I look down at Billy, almost hurling, because her skin glows dark purple and her first, sweet screams are yet to come. “Oh Jesus.” I cry out and place the baby on the ground, then I open her towel and start resuscitation. “Breathe for her, X!” I carefully place my mouth over Billy’s lips and nostrils, exhaling a deep breath and watching her lungs fill.
“We’re here!” Other paramedics, the kind I don’t work a shift with, slam their doors open and go to work yanking a stretcher out. One grabs a kit, while the other sprints our way. “What’s happened?”
“MV accident.” Dizziness washes through my brain and turns my vision spotty. “Direct hit on her door. She’s thirty-four weeks. Reasonably healthy pregnancy. Twins.
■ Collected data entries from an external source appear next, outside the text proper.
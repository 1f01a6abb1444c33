//! Top-level compress entry point: build dictionary, plan, optimize, and
//! assemble the wire container in one pass over an in-memory input.

use crate::container;
use crate::dict::{build_dictionary, optimize_dictionary};
use crate::planner::{encode_remapped_body, plan_records};

/// Compress `input` into a complete container byte stream.
pub fn compress(input: &[u8]) -> Vec<u8> {
    let mut dict = build_dictionary(input);
    let records = plan_records(input, &mut dict);
    let optimized = optimize_dictionary(&dict);
    let body = encode_remapped_body(input, &records, &optimized.remap, &optimized.inlined);

    let dictionary: Vec<(Vec<u8>, bool)> = optimized
        .header_entries
        .into_iter()
        .map(|e| (e.payload, e.self_compressed))
        .collect();

    container::assemble(&dictionary, &body)
}

#[cfg(test)]
mod tests {
    use super::*;
    use crate::decompress::decompress;

    fn roundtrip(input: &[u8]) {
        let compressed = compress(input);
        let decompressed = decompress(&compressed).unwrap();
        assert_eq!(decompressed, input, "round-trip failed for {} byte input", input.len());
    }

    #[test]
    fn empty_input_roundtrips() {
        roundtrip(b"");
    }

    #[test]
    fn single_byte_roundtrips() {
        roundtrip(b"a");
    }

    #[test]
    fn short_literal_roundtrips() {
        roundtrip(b"abcdefghijklmno");
    }

    #[test]
    fn repeated_byte_run_roundtrips() {
        let input = vec![0xCCu8; 4096];
        roundtrip(&input);
    }

    #[test]
    fn repeated_phrase_roundtrips() {
        let input = "The quick brown fox ".repeat(20);
        roundtrip(input.as_bytes());
    }

    #[test]
    fn doubled_word_roundtrips() {
        roundtrip(b"abcdefghabcdefgh");
    }

    #[test]
    fn arithmetic_progression_roundtrips() {
        let input: Vec<u8> = (0..256).map(|i| (i * 3) as u8).collect();
        roundtrip(&input);
    }

    #[test]
    fn fibonacci_bytes_roundtrip() {
        let mut v = vec![1u8, 1];
        for _ in 0..50 {
            let next = v[v.len() - 1].wrapping_add(v[v.len() - 2]);
            v.push(next);
        }
        roundtrip(&v);
    }

    #[test]
    fn palindrome_roundtrips() {
        roundtrip(b"abcdefghhgfedcba");
    }

    #[test]
    fn adversarial_uniform_bytes_roundtrip() {
        // Every byte value once, in order: no repeats, no progressions.
        let input: Vec<u8> = (0u8..=255).collect();
        roundtrip(&input);
    }

    #[test]
    fn compress_is_idempotent_on_decode() {
        let input = b"mississippi mississippi mississippi".to_vec();
        let compressed = compress(&input);
        let once = crate::decompress::decompress(&compressed).unwrap();
        let twice = crate::decompress::decompress(&compressed).unwrap();
        assert_eq!(once, twice);
        assert_eq!(once, input);
    }
}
Twin A just arrived.” I lean in and repeat my actions, closing my lips around Billy’s and filling her lungs. “Twin B was breech at last scan. Twin B is failure to thrive in the womb, so already medically fragile.”
“Mother isn’t breathing,” Alex announces, shuffling out of the way when the second paramedic darts closer to help. “She dropped about twenty seconds ago.”
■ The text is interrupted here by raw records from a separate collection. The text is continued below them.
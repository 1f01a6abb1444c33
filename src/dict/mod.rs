//! Dictionary table: entries, lookup, and the builder/optimizer stages that
//! populate and then reshape it.

pub mod builder;
pub mod optimizer;

pub use builder::build_dictionary;
pub use optimizer::{optimize_dictionary, OptimizedDictionary};

/// One candidate substring discovered by the builder, mutated by the planner
/// (usage) and the optimizer (payload/order).
#[derive(Debug, Clone, PartialEq, Eq)]
pub struct DictEntry {
    pub payload: Vec<u8>,
    /// Number of times the planner chose a `DICTIONARY` record referring to
    /// this entry. Reset to zero at construction; incremented during
    /// planning, read (not mutated) by the optimizer.
    pub usage_count: u32,
    /// This entry's position in the sort-for-matching order, i.e. the index
    /// value every `DICTIONARY` record pointing at it carries in the
    /// planned (pre-optimization) body. Stamped by
    /// [`DictTable::sort_for_matching`]; used to remap those indices once
    /// the optimizer reorders entries for the header.
    pub original_index: u16,
}

/// An ordered table of at most 4095 entries, indexed 0..N-1. While building
/// and planning the table is kept sorted by payload (for prefix bsearch);
/// the optimizer produces a second, usage-ordered table for the wire format.
#[derive(Debug, Clone, Default)]
pub struct DictTable {
    entries: Vec<DictEntry>,
}

pub const MAX_ENTRIES: usize = 4095;
pub const MIN_ENTRY_LEN: usize = 8;

impl DictTable {
    pub fn new() -> Self {
        DictTable { entries: Vec::new() }
    }

    pub fn len(&self) -> usize {
        self.entries.len()
    }

    pub fn is_empty(&self) -> bool {
        self.entries.is_empty()
    }

    pub fn entries(&self) -> &[DictEntry] {
        &self.entries
    }

    pub fn entries_mut(&mut self) -> &mut [DictEntry] {
        &mut self.entries
    }

    /// Append a freshly-built entry. `original_index` is meaningless until
    /// [`Self::sort_for_matching`] stamps it.
    pub fn push_raw(&mut self, payload: Vec<u8>) {
        self.entries.push(DictEntry {
            payload,
            usage_count: 0,
            original_index: 0,
        });
    }

    /// Sort entries by payload so [`Self::longest_prefix_match`] can bsearch,
    /// then stamp each entry's `original_index` to its position in this
    /// sorted order. Every `DICTIONARY` record the planner emits afterward
    /// refers to an entry by this position, so it must be fixed *after* the
    /// sort the matcher relies on, not before.
    pub fn sort_for_matching(&mut self) {
        self.entries.sort_by(|a, b| a.payload.cmp(&b.payload));
        for (i, e) in self.entries.iter_mut().enumerate() {
            e.original_index = i as u16;
        }
    }

    /// Find the longest entry whose payload is a prefix of `window`. Among
    /// entries tied on length, prefer the one with the highest usage count.
    ///
    /// The table is capped at 4095 entries, so a linear scan is cheap enough
    /// that it isn't worth the bug surface of a bsearch over prefix
    /// relationships; [`Self::sort_for_matching`] exists for the wire
    /// format's lookup-by-index convention, not for this scan.
    pub fn longest_prefix_match(&self, window: &[u8]) -> Option<(u16, usize)> {
        let mut best: Option<(u16, usize, u32)> = None; // (index, len, usage)
        for (i, e) in self.entries.iter().enumerate() {
            if e.payload.is_empty() || !window.starts_with(e.payload.as_slice()) {
                continue;
            }
            let len = e.payload.len();
            let better = match best {
                None => true,
                Some((_, blen, busage)) => len > blen || (len == blen && e.usage_count > busage),
            };
            if better {
                best = Some((i as u16, len, e.usage_count));
            }
        }
        best.map(|(i, l, _)| (i, l))
    }
}

#[cfg(test)]
mod tests {
    use super::*;

    #[test]
    fn longest_prefix_prefers_longer_entry() {
        let mut t = DictTable::new();
        t.push_raw(b"The".to_vec());
        t.push_raw(b"The quick".to_vec());
        t.push_raw(b"Th".to_vec());
        t.sort_for_matching();
        let (idx, len) = t.longest_prefix_match(b"The quick brown fox").unwrap();
        assert_eq!(len, 9);
        assert_eq!(t.entries()[idx as usize].payload, b"The quick");
    }

    #[test]
    fn longest_prefix_prefers_higher_usage_on_tie() {
        let mut t = DictTable::new();
        t.push_raw(b"abcdefgh".to_vec());
        t.entries_mut()[0].usage_count = 1;
        t.push_raw(b"abcdefgh".to_vec());
        t.entries_mut()[1].usage_count = 5;
        t.sort_for_matching();
        let (idx, _) = t.longest_prefix_match(b"abcdefghij").unwrap();
        assert_eq!(t.entries()[idx as usize].usage_count, 5);
    }

    #[test]
    fn no_match_returns_none() {
        let mut t = DictTable::new();
        t.push_raw(b"zzzzzzzz".to_vec());
        t.sort_for_matching();
        assert!(t.longest_prefix_match(b"abcdefgh").is_none());
    }
}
“Infant isn’t breathing,” I shout. “It’s been about forty-five seconds since delivery.”
“We have a thready pulse,” one of the paramedics announces of Kari. “It’s weak.”
“Significant blood loss inside and out of the car.” I snarl when the second paramedic steals Billy away and slaps a mask over her face. Already, her coloring is coming back. But still… I don’t hear her cries. I don’t see her little fists clenching. “Suspected placental abruption, but I’m not sure. I can’t…” I shake my head. “I dunno.”
“Let’s get them up and in the bus.” The duo help themselves to Kari, no concern for her body or possible spinal injuries. They load her up and pop the stretcher back to its full height, then they lay Billy, whose cord is still attached to her mother, in the gap between Kari’s hip and the bed rail.
Then they go.
Whisking my family away.
“Another ambo is on the way,” they shout back. It takes me a moment to realize they’re talking to Alex. The chief. “We’ll call a third and get everyone seen to. Mother and babies are priority right now.”
“I don’t…” I look down at my hands, smeared in blood. My knees, torn from the road. I spy the towels laid on the tar, smattered in dirt and crimson. Then I look at Alex, my body overtaken by violent tremors. “X…”
“It’s okay.” He pushes up to stand and yanks me up beside him, then he claps his hand to the back of my head and pulls me in until I break. Until I burst out with grief and attempt to turn, searching for my family when the EMTs slam the doors closed. “I’ll get you to the hospital,” he soothes, murmuring as the sirens come to life. “I’ll get you to them, I promise.”